Staats- und Universitätsbibliothek Hamburg Carl von Ossietzky
Erscheinungsjahr:
2011
Medientyp:
Text
Schlagworte:
610 Medizin, Gesundheit
44.46 Klinische Pathologie
Brustkrebs
Tamoxifen
ddc:610
Brustkrebs
Tamoxifen
Beschreibung:
Die anti-hormonelle Therapie mit Inhibitoren des ER (z.B. Tamoxifen) oder der Östrogen-Synthese ist neben der chirurgischen Tumorresektion die wichtigste Behandlungsform des Mammakarzinoms. Allerdings sprechen nicht alle Patientinnen mit ER-positiven Tumoren gleich gut an. Es wird vermutet, dass Amplifikationen u.a. des Onkogens CCND1 eine wichtige Ursache für diese Resistenz sein könnte. Die Studienlage hierzu ist aber bisher widersprüchlich. Wir untersuchten 516 Brustkrebspatientinnen, die als endokrine Therapie lediglich Tamoxifen erhalten hatten. Zusätzlich zu Tamoxifen erhielten 149 Patientinnen eine adjuvante (Poly-)chemotherapie.
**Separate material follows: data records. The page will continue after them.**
use std::rc::Rc;

use leptos::{create_effect, ev, logging, on_cleanup, window_event_listener, Callable, Callback};

use crate::{host::DesktopHostContext, reducer::DesktopAction};

pub(super) fn install_boot(host: DesktopHostContext, dispatch: Callback<DesktopAction>) {
    let boot_host = host.clone();
    create_effect(move |booted: Option<()>| {
        if booted.is_some() {
            return;
        }
        dispatch.call(DesktopAction::Boot {
            viewport: boot_host.viewport(),
        });
    });

    let on_change = Rc::new(move |active: bool| {
        dispatch.call(DesktopAction::FullscreenChanged { active });
    });
    if let Err(err) = host.fullscreen_service().on_change(on_change) {
        logging::warn!("fullscreen change listener unavailable: {err}");
    }

    let viewport_host = host.clone();
    let resize_listener = window_event_listener(ev::resize, move |_| {
        dispatch.call(DesktopAction::ViewportChanged {
            viewport: viewport_host.viewport(),
        });
    });
    on_cleanup(move || resize_listener.remove());
}
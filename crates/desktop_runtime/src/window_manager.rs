//! Window records and the operations that mutate them.
//!
//! Every window state change goes through [`WindowManager`], which keeps the invariant
//! `!mounted => !visible && !maximized` after each public operation and is the only source of new
//! z-index values.

use crate::{
    catalog::DesktopCatalog,
    model::{ResizeEdge, ResizeRequest, WindowControls, WindowKind, WindowRect},
    reducer::ReducerError,
    viewport::{Viewport, ViewportClass, ViewportClassifier},
};

/// Geometry, visibility, and stacking state of one window.
#[derive(Debug, Clone, PartialEq, Eq)]
pub struct WindowState {
    kind: WindowKind,
    mounted: bool,
    visible: bool,
    maximized: bool,
    rect: WindowRect,
    z_index: u32,
}

impl WindowState {
    pub fn kind(&self) -> WindowKind {
        self.kind
    }

    pub fn is_mounted(&self) -> bool {
        self.mounted
    }

    pub fn is_visible(&self) -> bool {
        self.visible
    }

    pub fn is_maximized(&self) -> bool {
        self.maximized
    }

    /// Last non-maximized geometry. Maximized windows keep it untouched for restore.
    pub fn rect(&self) -> WindowRect {
        self.rect
    }

    pub fn z_index(&self) -> u32 {
        self.z_index
    }

    fn unmount(&mut self) {
        self.mounted = false;
        self.visible = false;
        self.maximized = false;
    }
}

/// Owner of every [`WindowState`] and of the global z-index counter.
#[derive(Debug, Clone, PartialEq, Eq)]
pub struct WindowManager {
    windows: [WindowState; 3],
    z_counter: u32,
    viewport: Viewport,
    classifier: ViewportClassifier,
}

impl Default for WindowManager {
    fn default() -> Self {
        Self::new(&DesktopCatalog::default(), Viewport::default())
    }
}

impl WindowManager {
    /// Creates unmounted windows at their catalog geometry and initial stacking order.
    pub fn new(catalog: &DesktopCatalog, viewport: Viewport) -> Self {
        let windows = WindowKind::ALL.map(|kind| {
            let defaults = catalog.window(kind);
            WindowState {
                kind,
                mounted: false,
                visible: false,
                maximized: false,
                rect: defaults.rect(),
                z_index: defaults.z_index,
            }
        });
        let max_initial = windows.iter().map(|w| w.z_index).max().unwrap_or(0);
        Self {
            windows,
            z_counter: catalog.z_counter_start.max(max_initial),
            viewport,
            classifier: ViewportClassifier::new(catalog.mobile_breakpoint),
        }
    }

    pub fn window(&self, kind: WindowKind) -> &WindowState {
        &self.windows[kind.index()]
    }

    pub fn windows(&self) -> impl Iterator<Item = &WindowState> {
        self.windows.iter()
    }

    pub fn viewport(&self) -> Viewport {
        self.viewport
    }

    pub fn class(&self) -> ViewportClass {
        self.classifier.classify(self.viewport)
    }

    pub fn is_mobile(&self) -> bool {
        self.class() == ViewportClass::Mobile
    }

    pub fn any_maximized(&self) -> bool {
        self.windows.iter().any(|w| w.maximized)
    }

    /// Title-bar controls for `kind`. Mobile layouts expose only close.
    pub fn controls(&self, _kind: WindowKind) -> WindowControls {
        let desktop = !self.is_mobile();
        WindowControls {
            minimize: desktop,
            maximize: desktop,
            close: true,
        }
    }

    /// Records new viewport dimensions and reruns [`Self::relayout`] when the class changes.
    pub fn set_viewport(&mut self, viewport: Viewport) -> Option<ViewportClass> {
        self.viewport = viewport;
        let transition = self.classifier.observe(viewport);
        if transition.is_some() {
            self.relayout();
        }
        transition
    }

    /// Applies the startup layout for the current viewport class.
    ///
    /// The browser window is always shown: maximized on mobile, centered and focused on desktop.
    /// Terminal and resume windows are closed.
    pub fn relayout(&mut self) {
        let mobile = self.is_mobile();
        let viewport = self.viewport;
        let browser = self.state_mut(WindowKind::Browser);
        browser.mounted = true;
        browser.visible = true;
        if mobile {
            browser.maximized = true;
        } else {
            browser.maximized = false;
            browser.rect = centered(browser.rect, viewport);
        }
        if !mobile {
            self.raise(WindowKind::Browser);
        }
        self.close(WindowKind::Terminal);
        self.close(WindowKind::Resume);
    }

    /// Mounts and shows `kind`, then focuses it.
    pub fn open(&mut self, kind: WindowKind) {
        let mobile = self.is_mobile();
        let viewport = self.viewport;
        let window = self.state_mut(kind);
        window.mounted = true;
        window.visible = true;
        if mobile {
            window.maximized = true;
        } else {
            window.maximized = false;
            window.rect = centered(window.rect, viewport);
        }
        self.raise(kind);
    }

    pub fn close(&mut self, kind: WindowKind) {
        self.state_mut(kind).unmount();
    }

    /// Hides `kind` while keeping it mounted. No-op on mobile layouts.
    ///
    /// # Errors
    ///
    /// Returns [`ReducerError::WindowNotMounted`] for unmounted windows.
    pub fn minimize(&mut self, kind: WindowKind) -> Result<(), ReducerError> {
        let mobile = self.is_mobile();
        let window = self.mounted_mut(kind)?;
        if mobile {
            return Ok(());
        }
        window.visible = false;
        window.maximized = false;
        Ok(())
    }

    /// # Errors
    ///
    /// Returns [`ReducerError::WindowNotMounted`] for unmounted windows.
    pub fn toggle_maximize(&mut self, kind: WindowKind) -> Result<(), ReducerError> {
        let window = self.mounted_mut(kind)?;
        window.maximized = !window.maximized;
        window.visible = true;
        Ok(())
    }

    /// Moves `kind` to `(x, y)`. Ignored while maximized.
    ///
    /// # Errors
    ///
    /// Returns [`ReducerError::WindowNotMounted`] for unmounted windows.
    pub fn move_to(&mut self, kind: WindowKind, x: i32, y: i32) -> Result<(), ReducerError> {
        let window = self.mounted_mut(kind)?;
        if !window.maximized {
            window.rect.x = x;
            window.rect.y = y;
        }
        Ok(())
    }

    /// Applies a resize request. Ignored while maximized.
    ///
    /// # Errors
    ///
    /// Returns [`ReducerError::WindowNotMounted`] for unmounted windows.
    pub fn resize(&mut self, kind: WindowKind, request: ResizeRequest) -> Result<(), ReducerError> {
        let window = self.mounted_mut(kind)?;
        if window.maximized {
            return Ok(());
        }
        window.rect.w = request.w;
        window.rect.h = request.h;
        if let Some(x) = request.x {
            window.rect.x = x;
        }
        if let Some(y) = request.y {
            window.rect.y = y;
        }
        Ok(())
    }

    /// Raises `kind` above every other window.
    ///
    /// # Errors
    ///
    /// Returns [`ReducerError::WindowNotMounted`] for unmounted windows.
    pub fn focus(&mut self, kind: WindowKind) -> Result<(), ReducerError> {
        self.mounted_mut(kind)?;
        self.raise(kind);
        Ok(())
    }

    /// Highest z-index currently assigned.
    pub fn top_z_index(&self) -> u32 {
        self.windows.iter().map(|w| w.z_index).max().unwrap_or(0)
    }

    fn raise(&mut self, kind: WindowKind) {
        self.z_counter = self.z_counter.saturating_add(1);
        let z_index = self.z_counter;
        self.state_mut(kind).z_index = z_index;
    }

    fn state_mut(&mut self, kind: WindowKind) -> &mut WindowState {
        &mut self.windows[kind.index()]
    }

    fn mounted_mut(&mut self, kind: WindowKind) -> Result<&mut WindowState, ReducerError> {
        let window = self.state_mut(kind);
        if window.mounted {
            Ok(window)
        } else {
            Err(ReducerError::WindowNotMounted(kind))
        }
    }
}

/// Centers `rect` in `viewport`, never placing it above or left of the origin.
pub fn centered(rect: WindowRect, viewport: Viewport) -> WindowRect {
    let center = |outer: i32, inner: i32| ((f64::from(outer - inner)) / 2.0).round() as i32;
    WindowRect {
        x: center(viewport.width, rect.w).max(0),
        y: center(viewport.height, rect.h).max(0),
        ..rect
    }
}

/// Applies resize deltas for a given edge/corner drag.
pub fn resize_rect(start: WindowRect, edge: ResizeEdge, dx: i32, dy: i32) -> WindowRect {
    match edge {
        ResizeEdge::East => WindowRect {
            w: start.w + dx,
            ..start
        },
        ResizeEdge::West => WindowRect {
            x: start.x + dx,
            w: start.w - dx,
            ..start
        },
        ResizeEdge::South => WindowRect {
            h: start.h + dy,
            ..start
        },
        ResizeEdge::North => WindowRect {
            y: start.y + dy,
            h: start.h - dy,
            ..start
        },
        ResizeEdge::NorthEast => WindowRect {
            y: start.y + dy,
            h: start.h - dy,
            w: start.w + dx,
            ..start
        },
        ResizeEdge::NorthWest => WindowRect {
            x: start.x + dx,
            y: start.y + dy,
            w: start.w - dx,
            h: start.h - dy,
        },
        ResizeEdge::SouthEast => WindowRect {
            w: start.w + dx,
            h: start.h + dy,
            ..start
        },
        ResizeEdge::SouthWest => WindowRect {
            x: start.x + dx,
            w: start.w - dx,
            h: start.h + dy,
            ..start
        },
    }
}
use desktop_runtime::{DesktopProvider, DesktopShell};
use leptos::*;
use leptos_meta::*;
use platform_host_web::build_host_services;

#[component]
pub fn SiteApp() -> impl IntoView {
    provide_meta_context();

    view! {
        <Title text="Desktop Portfolio" />
        <Meta name="description" content="A simulated desktop with a browser, a terminal, and a resume viewer." />
        <Meta name="viewport" content="width=device-width, initial-scale=1" />

        <main class="site-root">
            <DesktopEntry />
        </main>
    }
}

#[component]
pub fn DesktopEntry() -> impl IntoView {
    view! {
        <DesktopProvider host_services=build_host_services()>
            <DesktopShell />
        </DesktopProvider>
    }
}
Von den Patientinnen wurde ein Gewebe-Microarray erstellt. Das Gewebe der Patientinnen wurde mit Fluoreszenz-in-situ-Hybridisierung (FISH) auf Amplifikationen von HER2, MYC und CCND1 untersucht. Zusätzlich wurde eine immunhistochemische Untersuchung von HER2 durchgeführt. Von den Patientinnen wurden klinische Follow-Up Daten erstellt. Als Studienendpunkt wurde ein Rezidiv unter Tamoxifen-Therapie festgesetzt. Es zeigten sich folgende Amplifikationshäufigkeiten: HER2 (6,5%), CCND1 (11,4%), MYC (2,5%). HER2 Amplifikationen waren mit einem fortgeschrittenen Tumorstadium (p<0.0001), hohen Malignitätsgrad (p<0.0001), positivem Nodalstatus (p<0.0001) und einem negativen ER-Status (p<0.0001) assoziiert. MYC Amplifikationen waren mit dem Malignitätsgrad assoziiert (p=0.019). CCND1 Amplifikationen waren mit keinem pathologischen Parameter assoziiert. Es zeigte sich in der uni- aber nicht in der multivariaten Analyse, dass sowohl HER2 Amplifikationen als auch CCND1 Amplifikationen mit einem früheren Rezidiv unter der Tamoxifen Therapie assoziiert sind. Die Ergebnisse der Studie lassen die Schlussfolgerung zu, dass Amplifikationen von HER2, MYC oder CCND1 keinen unabhängigen prädiktiven Wert für das Ansprechen oder Versagen einer Tamoxifen-Therapie haben. Vielmehr charakterisieren Genamplifikationen ein Subset von besonders aggressiven Tumoren, die generell weniger gut von einer Hormontherapie profitieren.